As the suspects were officially declared to be Muslims associating with the Turkish and Uyghur communities, the theory gained traction, alongside the speculation of that the site - Erawan Shrine - is a place of worship that goes against the Muslim aniconist practice. The accusation was later dropped a few days later by the authority in favor of a "local insurgency". Bangkok-based security analyst Anthony Davis supported the Uyghur possibility. He believed the attack was carried out by nationalist Turkish terrorists who were as well responsible for the attacks on Thai consulate in Istanbul a month earlier. Some members of the Thai public still believe it was the Uyghurs. As recent as 2021, in the wake of pro-democracy protests, protesters waving an Uyghur flag while demonstrating in the Ratchaprasong vicinity were condemned by opposers for supporting the same separatists that "terrorized" the very intersection in 2015.

The accusation on Uyghurs have been doubted by many experts, including Former National Intelligence Agency director-general Bhumarat Taksadipong. Thai expert on critical terrorism studies Kridikorn Wongsawangpanit criticised the government for confidently blaming the Uyghurs too early. "It was so early that [I am] certain that there no way they [the government] could have collected enough evidences and analyzed in this short period of time," he added. Vorasakdi Mahatdhanobol, then Director of Chinese Studies Center at Chulalongkorn University denied this accusation as it was "a too simple decision" for the perpetuators which only "have negatively affected the Uyghurs".

=== Domestic actors ===
Wongsawangpanit listed the junta, who came into power from the 2014 Thai coup, among the likeliest suspects. In a BBC News report, Thai political expert Pavin Chachavalpongpun claimed that the junta "could be taking advantage of this situation to assert its legitimacy and justify staying in power longer". A similar notion was similarly nodded by Wongsawangpanit.

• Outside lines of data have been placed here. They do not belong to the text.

//! Configuration for the graph engine and the tree populator.

use serde::{Deserialize, Serialize};
use std::path::PathBuf;

/// Environment variable naming the snapshot directory.
pub const ENV_DATA_DIR: &str = "LOCALGRAPH_DATA_DIR";

/// Environment variable selecting the local engine (`true`/`false`, `1`/`0`).
pub const ENV_USE_LOCAL: &str = "LOCALGRAPH_USE_LOCAL";

/// Child slots the populator descends into by default.
pub const DEFAULT_CHILD_SLOTS: [&str; 10] = [
    "body",
    "expression",
    "declarations",
    "params",
    "arguments",
    "properties",
    "elements",
    "block",
    "consequent",
    "alternate",
];

/// Engine configuration.
#[derive(Debug, Clone, PartialEq, Serialize, Deserialize)]
#[serde(default)]
pub struct GraphConfig {
    /// Directory holding the persisted documents
    pub data_dir: PathBuf,

    /// Serve sessions from the embedded engine instead of a remote database
    pub use_local_engine: bool,

    /// File name of the node document inside `data_dir`
    pub nodes_file: String,

    /// File name of the relationship document inside `data_dir`
    pub relationships_file: String,
}

impl Default for GraphConfig {
    fn default() -> Self {
        Self {
            data_dir: PathBuf::from("./graph-data"),
            use_local_engine: true,
            nodes_file: crate::storage::NODES_FILE.to_string(),
            relationships_file: crate::storage::RELATIONSHIPS_FILE.to_string(),
        }
    }
}

impl GraphConfig {
    /// Config rooted at `data_dir`, everything else default.
    pub fn at(data_dir: impl Into<PathBuf>) -> Self {
        Self {
            data_dir: data_dir.into(),
            ..Default::default()
        }
    }

    /// Defaults overridden by `LOCALGRAPH_DATA_DIR` and `LOCALGRAPH_USE_LOCAL`.
    ///
    /// Unparseable toggle values fall back to the default (local engine on).
    pub fn from_env() -> Self {
        Self::from_lookup(|key| std::env::var(key).ok())
    }

    fn from_lookup(lookup: impl Fn(&str) -> Option<String>) -> Self {
        let mut config = Self::default();

        if let Some(dir) = lookup(ENV_DATA_DIR).filter(|d| !d.trim().is_empty()) {
            config.data_dir = PathBuf::from(dir);
        }

        if let Some(raw) = lookup(ENV_USE_LOCAL) {
            match parse_bool(&raw) {
                Some(flag) => config.use_local_engine = flag,
                None => log::warn!("Ignoring invalid {ENV_USE_LOCAL} value {raw:?}"),
            }
        }

        config
    }
}

fn parse_bool(raw: &str) -> Option<bool> {
    match raw.trim().to_ascii_lowercase().as_str() {
        "1" | "true" | "yes" | "on" => Some(true),
        "0" | "false" | "no" | "off" => Some(false),
        _ => None,
    }
}

/// Which tree slots the populator recurses into.
///
/// Starts from [`DEFAULT_CHILD_SLOTS`]; parsers that put children elsewhere can
/// register extra slots.
#[derive(Debug, Clone, PartialEq, Serialize, Deserialize)]
pub struct TraversalConfig {
    /// Slot names, visited in this order
    pub child_slots: Vec<String>,
}

impl Default for TraversalConfig {
    fn default() -> Self {
        Self {
            child_slots: DEFAULT_CHILD_SLOTS.iter().map(|s| s.to_string()).collect(),
        }
    }
}

impl TraversalConfig {
    /// Register an additional child slot (no-op if already present).
    pub fn with_child_slot(mut self, slot: impl Into<String>) -> Self {
        let slot = slot.into();
        if !self.child_slots.contains(&slot) {
            self.child_slots.push(slot);
        }
        self
    }

    /// Default slots plus `init`, `value` and `argument`, which reach variable
    /// initializers, method bodies and returned expressions.
    pub fn extended() -> Self {
        Self::default()
            .with_child_slot("init")
            .with_child_slot("value")
            .with_child_slot("argument")
    }
}
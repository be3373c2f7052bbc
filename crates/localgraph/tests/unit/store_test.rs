//! Unit tests for GraphStore
//!
//! These tests verify find-or-create, relationship integrity and lookups.

use localgraph::{rel_types, GraphError, GraphStore, PropertyMap, PropertyValue};

fn file_props(path: &str, project: &str) -> PropertyMap {
    PropertyMap::new().with("path", path).with("projectId", project)
}

#[test]
fn test_find_or_create_same_arguments_same_identity() {
    let mut store = GraphStore::in_memory().unwrap();

    for _ in 0..5 {
        store
            .find_or_create_node(["Function", "Declaration"], file_props("a.src", "p1").with("name", "main"))
            .unwrap();
    }

    assert_eq!(store.node_count(), 1);
}

#[test]
fn test_lowest_identity_wins_among_matches() {
    let mut store = GraphStore::in_memory().unwrap();
    let first = store
        .create_node(["File"], file_props("a.src", "p1"))
        .unwrap();
    let _second = store
        .create_node(["File"], file_props("a.src", "p2"))
        .unwrap();

    // Both nodes match on `path` alone
    let found = store
        .find_or_create_node(["File"], PropertyMap::new().with("path", "a.src"))
        .unwrap();
    assert_eq!(found.identity, first.identity);
}

#[test]
fn test_labels_are_deduplicated_in_order() {
    let mut store = GraphStore::in_memory().unwrap();
    let node = store
        .create_node(["Function", "Declaration", "Function"], PropertyMap::new())
        .unwrap();

    assert_eq!(node.labels, vec!["Function", "Declaration"]);
    assert_eq!(node.primary_label(), Some("Function"));
}

#[test]
fn test_find_nodes_by_label_and_filter() {
    let mut store = GraphStore::in_memory().unwrap();
    store.create_node(["File"], file_props("a.src", "p1")).unwrap();
    store.create_node(["File"], file_props("b.src", "p1")).unwrap();
    store.create_node(["File"], file_props("a.src", "p2")).unwrap();

    let p1 = store.find_nodes("File", &PropertyMap::new().with("projectId", "p1"));
    assert_eq!(p1.len(), 2);
    assert!(p1.windows(2).all(|w| w[0].identity < w[1].identity));

    assert!(store.find_nodes("Class", &PropertyMap::new()).is_empty());
    assert_eq!(store.find_nodes("File", &PropertyMap::new()).len(), 3);
}

#[test]
fn test_bogus_endpoint_leaves_collections_unchanged() {
    let mut store = GraphStore::in_memory().unwrap();
    let a = store.create_node(["File"], PropertyMap::new()).unwrap();
    let b = store.create_node(["Function"], PropertyMap::new()).unwrap();
    store
        .create_relationship(a.identity, b.identity, rel_types::CONTAINS, PropertyMap::new())
        .unwrap();
    let before = store.snapshot();

    let err = store
        .create_relationship(u64::MAX, b.identity, rel_types::CONTAINS, PropertyMap::new())
        .unwrap_err();

    assert!(matches!(err, GraphError::NodeNotFound { .. }));
    assert_eq!(store.snapshot(), before);
}

#[test]
fn test_empty_relationship_type_rejected() {
    let mut store = GraphStore::in_memory().unwrap();
    let a = store.create_node(["File"], PropertyMap::new()).unwrap();

    let err = store
        .create_relationship(a.identity, a.identity, " ", PropertyMap::new())
        .unwrap_err();
    assert!(matches!(err, GraphError::InvalidOperation { .. }));
}

#[test]
fn test_relationship_properties_participate_in_merge() {
    let mut store = GraphStore::in_memory().unwrap();
    let a = store.create_node(["Function"], PropertyMap::new()).unwrap();
    let b = store.create_node(["Call"], PropertyMap::new()).unwrap();

    let first = store
        .merge_relationship(a.identity, b.identity, rel_types::CALLS, PropertyMap::new().with("line", 3i64))
        .unwrap();
    let other_line = store
        .merge_relationship(a.identity, b.identity, rel_types::CALLS, PropertyMap::new().with("line", 9i64))
        .unwrap();
    let any = store
        .merge_relationship(a.identity, b.identity, rel_types::CALLS, PropertyMap::new())
        .unwrap();

    assert_ne!(first.identity, other_line.identity);
    assert_eq!(any.identity, first.identity);
    assert_eq!(store.relationship_count(), 2);
}

#[test]
fn test_get_missing_entities() {
    let store = GraphStore::in_memory().unwrap();
    assert!(matches!(store.get_node(1), Err(GraphError::NodeNotFound { .. })));
    assert!(matches!(
        store.get_relationship(1),
        Err(GraphError::RelationshipNotFound { .. })
    ));
}

#[test]
fn test_null_property_matches_only_null() {
    let mut store = GraphStore::in_memory().unwrap();
    let with_null = store
        .create_node(["Variable"], PropertyMap::new().with("init", PropertyValue::Null))
        .unwrap();
    store.create_node(["Variable"], PropertyMap::new()).unwrap();

    let found = store.find_nodes("Variable", &PropertyMap::new().with("init", PropertyValue::Null));
    assert_eq!(found.len(), 1);
    assert_eq!(found[0].identity, with_null.identity);
}

#[test]
fn test_stats_serialize() {
    let mut store = GraphStore::in_memory().unwrap();
    store.create_node(["File"], PropertyMap::new()).unwrap();

    let json = serde_json::to_value(store.stats()).unwrap();
    assert_eq!(json["node_count"], 1);
    assert_eq!(json["labels"]["File"], 1);
}

#[test]
fn test_non_finite_properties_rejected() {
    let mut store = GraphStore::in_memory().unwrap();
    let a = store.create_node(["Metric"], PropertyMap::new()).unwrap();

    for bad in [f64::NAN, f64::INFINITY, f64::NEG_INFINITY] {
        let props = PropertyMap::new().with("score", bad);
        assert!(matches!(
            store.find_or_create_node(["Metric"], props.clone()),
            Err(GraphError::InvalidOperation { .. })
        ));
        assert!(matches!(
            store.find_or_create_node_with(["Metric"], PropertyMap::new(), props.clone()),
            Err(GraphError::InvalidOperation { .. })
        ));
        assert!(store.create_node(["Metric"], props.clone()).is_err());
        assert!(store
            .create_relationship(a.identity, a.identity, rel_types::CALLS, props.clone())
            .is_err());
        assert!(store
            .merge_relationship(a.identity, a.identity, rel_types::CALLS, props)
            .is_err());
    }

    assert_eq!(store.node_count(), 1);
    assert_eq!(store.relationship_count(), 0);
}

#[test]
fn test_find_or_create_is_deterministic_for_floats() {
    let mut store = GraphStore::in_memory().unwrap();
    let props = PropertyMap::new().with("score", 0.25);

    let first = store.find_or_create_node(["Metric"], props.clone()).unwrap();
    let second = store.find_or_create_node(["Metric"], props).unwrap();
    assert_eq!(first.identity, second.identity);
    assert_eq!(store.node_count(), 1);
}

Police commissioner-general Somyot Poompanmoung hinted the attack was of an "internal insurgency". This was believed to be implying to either the Red Shirts political group associated with former prime minister Thaksin Shinawatra, or the South Thailand separatists.

==Reactions==
Thai military junta leader Prayut Chan-o-cha called it the "worst-ever attack" on his country, saying, "there have been minor bombs or just noise, but this time they aim for innocent lives. They want to destroy our economy, our tourism."

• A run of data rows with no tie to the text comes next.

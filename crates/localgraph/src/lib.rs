//! # localgraph
//!
//! An embedded graph store that stands in for a remote graph database during
//! code analysis.
//!
//! ## Core Principles
//!
//! - **Backend Agnostic**: Sessions, queries and records look like a network
//!   driver's, so calling code does not care which backend answers
//! - **Idempotent Upserts**: Find-or-create nodes and merged relationships make
//!   re-analysis of an unchanged file a no-op
//! - **Explicit Persistence**: Nothing reaches disk until `save_state`
//! - **Fail Loudly**: Unsupported queries and corrupt documents are errors,
//!   never empty results
//!
//! ## Architecture
//!
//! ```text
//! Analysis pipeline (session → populate → save → close)
//!     ↓
//! GraphPopulator (syntax tree → nodes/relationships)
//!     ↓
//! SessionFacade / Session (driver-shaped access)
//!     ↓
//! QueryEngine (MATCH/WHERE/RETURN subset → Records)
//!     ↓
//! GraphStore (nodes, relationships, indices)
//!     ↓
//! Snapshot Backend (JSON files, memory)
//! ```
//!
//! ## Example
//!
//! ```rust,no_run
//! use localgraph::{AnalysisPipeline, GraphConfig, Query, SessionFacade};
//! use serde_json::json;
//!
//! let facade = SessionFacade::new(GraphConfig::at("./graph-data"));
//! let pipeline = AnalysisPipeline::new(&facade);
//!
//! let tree = json!({"type": "Program", "body": [
//!     {"type": "FunctionDeclaration", "id": {"type": "Identifier", "name": "main"}}
//! ]});
//! let report = pipeline.analyze_tree(&tree, "src/main.js", "p1");
//! assert!(report.persisted);
//!
//! let mut session = facade.get_session().unwrap();
//! let records = session
//!     .run(Query::new("MATCH (f:Function {projectId: $p}) RETURN f.name AS name").param("p", "p1"))
//!     .unwrap();
//! assert_eq!(records[0].get_str("name").unwrap(), "main");
//! ```

#![warn(missing_docs)]
#![deny(unsafe_code)]

pub mod config;
pub mod error;
pub mod graph;
pub mod populate;
pub mod query;
pub mod session;
pub mod storage;

// Re-export main types
pub use config::{GraphConfig, TraversalConfig};
pub use error::{GraphError, Result};
pub use graph::{
    rel_types, GraphStats, GraphStore, Node, NodeId, PropertyMap, PropertyValue, Relationship,
    RelationshipId,
};
pub use populate::pipeline::{AnalysisPipeline, AnalysisReport, SyntaxTreeProducer};
pub use populate::{GraphPopulator, PopulationSummary};
pub use query::{execute_query, FromValue, PreparedQuery, Query, QueryEngine, Record, Value};
pub use session::{GraphSession, LocalSession, RemoteConnector, Session, SessionFacade, SharedStore};
pub use storage::{FileBackend, MemoryBackend, Snapshot, SnapshotBackend};
//! Session facade and analysis pipeline over a real data directory

use localgraph::{
    AnalysisPipeline, GraphConfig, GraphError, GraphStore, Query, Result, SessionFacade,
    SyntaxTreeProducer,
};
use serde_json::{json, Value};
use std::sync::Arc;
use std::thread;
use tempfile::TempDir;

/// Treats each non-empty source line as a function declaration name.
struct LineProducer;

impl SyntaxTreeProducer for LineProducer {
    fn parse(&self, source: &str, path: &str) -> Result<Value> {
        if source.contains('{') {
            return Err(GraphError::MalformedTree {
                path: path.to_string(),
                reason: "unexpected token `{`".to_string(),
            });
        }
        let body: Vec<Value> = source
            .lines()
            .map(str::trim)
            .filter(|l| !l.is_empty())
            .enumerate()
            .map(|(i, name)| {
                json!({
                    "type": "FunctionDeclaration",
                    "id": {"type": "Identifier", "name": name},
                    "loc": {"start": {"line": i + 1, "column": 0}}
                })
            })
            .collect();
        Ok(json!({"type": "Program", "body": body}))
    }
}

#[test]
fn test_pipeline_persists_and_reopens() {
    let temp_dir = TempDir::new().unwrap();
    let facade = SessionFacade::new(GraphConfig::at(temp_dir.path()));
    let pipeline = AnalysisPipeline::new(&facade);

    let report = pipeline.analyze_source(&LineProducer, "start\nstop\n", "src/app.js", "p1");
    assert!(report.is_success(), "{report:?}");
    assert_eq!(report.node_count, 3);

    let reopened = GraphStore::open(temp_dir.path()).unwrap();
    assert_eq!(reopened.node_count(), 3);
    assert_eq!(reopened.relationship_count(), 2);
}

#[test]
fn test_parse_error_is_not_built() {
    let temp_dir = TempDir::new().unwrap();
    let facade = SessionFacade::new(GraphConfig::at(temp_dir.path()));
    let report = AnalysisPipeline::new(&facade).analyze_source(&LineProducer, "fn {", "a.js", "p1");

    assert!(!report.built);
    assert!(!report.persisted);
    assert!(report.error.unwrap().contains("unexpected token"));
}

#[test]
fn test_sessions_share_one_store() {
    let temp_dir = TempDir::new().unwrap();
    let facade = SessionFacade::new(GraphConfig::at(temp_dir.path()));

    let report = AnalysisPipeline::new(&facade).analyze_source(&LineProducer, "main", "a.js", "p1");
    assert!(report.persisted);

    let mut session = facade.get_session().unwrap();
    let records = session
        .run(Query::new("MATCH (f:File)-[:CONTAINS]->(d:Declaration) RETURN d.name AS name"))
        .unwrap();
    assert_eq!(records.len(), 1);
    assert_eq!(records[0].get_str("name").unwrap(), "main");
}

#[test]
fn test_concurrent_analyses_of_one_project() {
    let temp_dir = TempDir::new().unwrap();
    let facade = SessionFacade::new(GraphConfig::at(temp_dir.path()));
    let pipeline = Arc::new(AnalysisPipeline::new(&facade));

    thread::scope(|scope| {
        for worker in 0..4 {
            let pipeline = Arc::clone(&pipeline);
            scope.spawn(move || {
                let path = format!("src/file_{worker}.js");
                let report = pipeline.analyze_source(&LineProducer, "alpha\nbeta", &path, "p1");
                assert!(report.is_success());
            });
        }
    });

    // Every worker's file plus two declarations each, persisted in one consistent snapshot
    let reopened = GraphStore::open(temp_dir.path()).unwrap();
    assert_eq!(reopened.node_count(), 12);
    assert_eq!(reopened.relationship_count(), 8);
}

#[test]
fn test_store_open_failure_is_reported() {
    let temp_dir = TempDir::new().unwrap();
    std::fs::write(temp_dir.path().join("nodes.json"), "not json").unwrap();

    let facade = SessionFacade::new(GraphConfig::at(temp_dir.path()));
    assert!(matches!(facade.get_session(), Err(GraphError::Io { .. })));

    let report = AnalysisPipeline::new(&facade).analyze_tree(&json!({"type": "Program"}), "a.js", "p1");
    assert!(!report.built);
}

#[test]
fn test_disabled_local_engine_without_connector() {
    let temp_dir = TempDir::new().unwrap();
    let config = GraphConfig {
        use_local_engine: false,
        ..GraphConfig::at(temp_dir.path())
    };
    let facade = SessionFacade::new(config);
    assert!(!facade.uses_local_engine());
    assert!(matches!(
        facade.get_session(),
        Err(GraphError::BackendUnavailable { .. })
    ));

    facade.set_use_local_engine(true);
    assert!(facade.get_session().is_ok());
}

The foreign ministry announced that mostly Western countries issued travel warnings. Twelve countries—Austria, Belgium, Denmark, France, Japan, Malaysia, Singapore, South Korea, Sweden, Switzerland, Taiwan, and the United States—issued "Level 2" advisories urging citizens to take extra care during trips to the country. Nine others—Australia, Canada, China, Germany, Italy, Ireland, New Zealand, Russia, and the United Kingdom—recommended a higher degree of caution, or "Level 3" warnings. Hong Kong advised its people to avoid non-essential travel to Thailand, or "Level 4" warning. The Netherlands instructed its people to be alert, or a "Level 1 warning."

==Effect on economy==

Malaysia Airlines reported that there were no flight cancellations to Bangkok. After Hong Kong raised its travel advisory for Bangkok to "red alert", which prevented the purchase of compulsory travel insurance, the number of tourists from major Asian markets dropped by 10%. Hong Kong downgraded its travel advisory to amber on 22 September.